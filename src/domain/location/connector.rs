use super::enums::{ConnectorFormat, ConnectorType, PowerType};
use crate::domain::id_generation::IdentifierGenerator;
use crate::domain::token_source::UniqueTokenSource;
use crate::infrastructure::log_messages::location as log;
use chrono::{DateTime, Utc};
use serde::{Deserialize, Serialize};
use tracing::debug;

/// Electrical and physical description of a new connector
#[derive(Debug, Clone, Copy, PartialEq, Eq)]
pub struct ConnectorSpecification {
    pub standard: ConnectorType,
    pub format: ConnectorFormat,
    pub power_type: PowerType,
    pub max_voltage: u32,
    pub max_amperage: u32,
    pub max_electric_power: Option<u32>,
}

/// Socket or cable-and-plug of an EVSE.
///
/// Only one connector of an EVSE can be in use at a time.
#[derive(Debug, Clone, PartialEq, Eq, Serialize, Deserialize)]
pub struct Connector {
    pub id: String,
    pub standard: ConnectorType,
    pub format: ConnectorFormat,
    pub power_type: PowerType,
    pub max_voltage: u32,
    pub max_amperage: u32,
    #[serde(default, skip_serializing_if = "Option::is_none")]
    pub max_electric_power: Option<u32>,
    #[serde(default, skip_serializing_if = "Vec::is_empty")]
    pub tariff_ids: Vec<String>,
    #[serde(default, skip_serializing_if = "Option::is_none")]
    pub terms_and_conditions: Option<String>,
    pub last_updated: DateTime<Utc>,
}

impl Connector {
    pub fn new(id: impl Into<String>, spec: ConnectorSpecification) -> Self {
        Self {
            id: id.into(),
            standard: spec.standard,
            format: spec.format,
            power_type: spec.power_type,
            max_voltage: spec.max_voltage,
            max_amperage: spec.max_amperage,
            max_electric_power: spec.max_electric_power,
            tariff_ids: Vec::new(),
            terms_and_conditions: None,
            last_updated: Utc::now(),
        }
    }

    /// Creates a connector keyed by a freshly generated unique identifier
    pub fn register<S: UniqueTokenSource>(
        generator: &IdentifierGenerator<S>,
        spec: ConnectorSpecification,
    ) -> Self {
        let connector = Self::new(generator.generate_unique_identifier().into_inner(), spec);
        debug!(connector_id = %connector.id, "{}", log::CONNECTOR_REGISTERED);
        connector
    }

    pub fn is_dc(&self) -> bool {
        self.power_type == PowerType::Dc
    }
}

#[cfg(test)]
mod tests {
    use super::*;
    use crate::domain::token_source::SequentialTokenSource;

    fn ccs() -> ConnectorSpecification {
        ConnectorSpecification {
            standard: ConnectorType::Iec62196T2Combo,
            format: ConnectorFormat::Cable,
            power_type: PowerType::Dc,
            max_voltage: 920,
            max_amperage: 500,
            max_electric_power: Some(350_000),
        }
    }

    #[test]
    fn test_register_assigns_unique_identifier() {
        let generator = IdentifierGenerator::with_source(SequentialTokenSource::starting_at(7));
        let connector = Connector::register(&generator, ccs());

        assert_eq!(connector.id, "000000000000000000000007");
        assert_eq!(connector.standard, ConnectorType::Iec62196T2Combo);
        assert!(connector.is_dc());
        assert!(connector.tariff_ids.is_empty());
    }

    #[test]
    fn test_optional_fields_are_omitted_from_json() {
        let mut connector = Connector::new("1", ccs());
        connector.max_electric_power = None;
        let json = serde_json::to_value(&connector).unwrap();

        assert_eq!(json["id"], "1");
        assert_eq!(json["standard"], "IEC_62196_T2_COMBO");
        assert_eq!(json["format"], "CABLE");
        assert_eq!(json["power_type"], "DC");
        assert!(json.get("max_electric_power").is_none());
        assert!(json.get("tariff_ids").is_none());
        assert!(json.get("terms_and_conditions").is_none());
    }
}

▶ _WHAT YOU NEED TO DO_: Set every record down again exactly as written.

▶ _WRITTEN RESPONSE_:
filename src/domain/location/connector.rs
use super::enums::{ConnectorFormat, ConnectorType, PowerType};
use crate::domain::id_generation::IdentifierGenerator;
use crate::domain::token_source::UniqueTokenSource;
use crate::infrastructure::log_messages::location as log;
use chrono::{DateTime, Utc};
use serde::{Deserialize, Serialize};
use tracing::debug;

/// Electrical and physical description of a new connector
#[derive(Debug, Clone, Copy, PartialEq, Eq)]
pub struct ConnectorSpecification {
    pub standard: ConnectorType,
    pub format: ConnectorFormat,
    pub power_type: PowerType,
    pub max_voltage: u32,
    pub max_amperage: u32,
    pub max_electric_power: Option<u32>,
}

/// Socket or cable-and-plug of an EVSE.
///
/// Only one connector of an EVSE can be in use at a time.
#[derive(Debug, Clone, PartialEq, Eq, Serialize, Deserialize)]
pub struct Connector {
    pub id: String,
    pub standard: ConnectorType,
    pub format: ConnectorFormat,
    pub power_type: PowerType,
    pub max_voltage: u32,
    pub max_amperage: u32,
    #[serde(default, skip_serializing_if = "Option::is_none")]
    pub max_electric_power: Option<u32>,
    #[serde(default, skip_serializing_if = "Vec::is_empty")]
    pub tariff_ids: Vec<String>,
    #[serde(default, skip_serializing_if = "Option::is_none")]
    pub terms_and_conditions: Option<String>,
    pub last_updated: DateTime<Utc>,
}

impl Connector {
    pub fn new(id: impl Into<String>, spec: ConnectorSpecification) -> Self {
        Self {
            id: id.into(),
            standard: spec.standard,
            format: spec.format,
            power_type: spec.power_type,
            max_voltage: spec.max_voltage,
            max_amperage: spec.max_amperage,
            max_electric_power: spec.max_electric_power,
            tariff_ids: Vec::new(),
            terms_and_conditions: None,
            last_updated: Utc::now(),
        }
    }

    /// Creates a connector keyed by a freshly generated unique identifier
    pub fn register<S: UniqueTokenSource>(
        generator: &IdentifierGenerator<S>,
        spec: ConnectorSpecification,
    ) -> Self {
        let connector = Self::new(generator.generate_unique_identifier().into_inner(), spec);
        debug!(connector_id = %connector.id, "{}", log::CONNECTOR_REGISTERED);
        connector
    }

    pub fn is_dc(&self) -> bool {
        self.power_type == PowerType::Dc
    }
}

#[cfg(test)]
mod tests {
    use super::*;
    use crate::domain::token_source::SequentialTokenSource;

    fn ccs() -> ConnectorSpecification {
        ConnectorSpecification {
            standard: ConnectorType::Iec62196T2Combo,
            format: ConnectorFormat::Cable,
            power_type: PowerType::Dc,
            max_voltage: 920,
            max_amperage: 500,
            max_electric_power: Some(350_000),
        }
    }

    #[test]
    fn test_register_assigns_unique_identifier() {
        let generator = IdentifierGenerator::with_source(SequentialTokenSource::starting_at(7));
        let connector = Connector::register(&generator, ccs());

        assert_eq!(connector.id, "000000000000000000000007");
        assert_eq!(connector.standard, ConnectorType::Iec62196T2Combo);
        assert!(connector.is_dc());
        assert!(connector.tariff_ids.is_empty());
    }

    #[test]
    fn test_optional_fields_are_omitted_from_json() {
        let mut connector = Connector::new("1", ccs());
        connector.max_electric_power = None;
        let json = serde_json::to_value(&connector).unwrap();

        assert_eq!(json["id"], "1");
        assert_eq!(json["standard"], "IEC_62196_T2_COMBO");
        assert_eq!(json["format"], "CABLE");
        assert_eq!(json["power_type"], "DC");
        assert!(json.get("max_electric_power").is_none());
        assert!(json.get("tariff_ids").is_none());
        assert!(json.get("terms_and_conditions").is_none());
    }
}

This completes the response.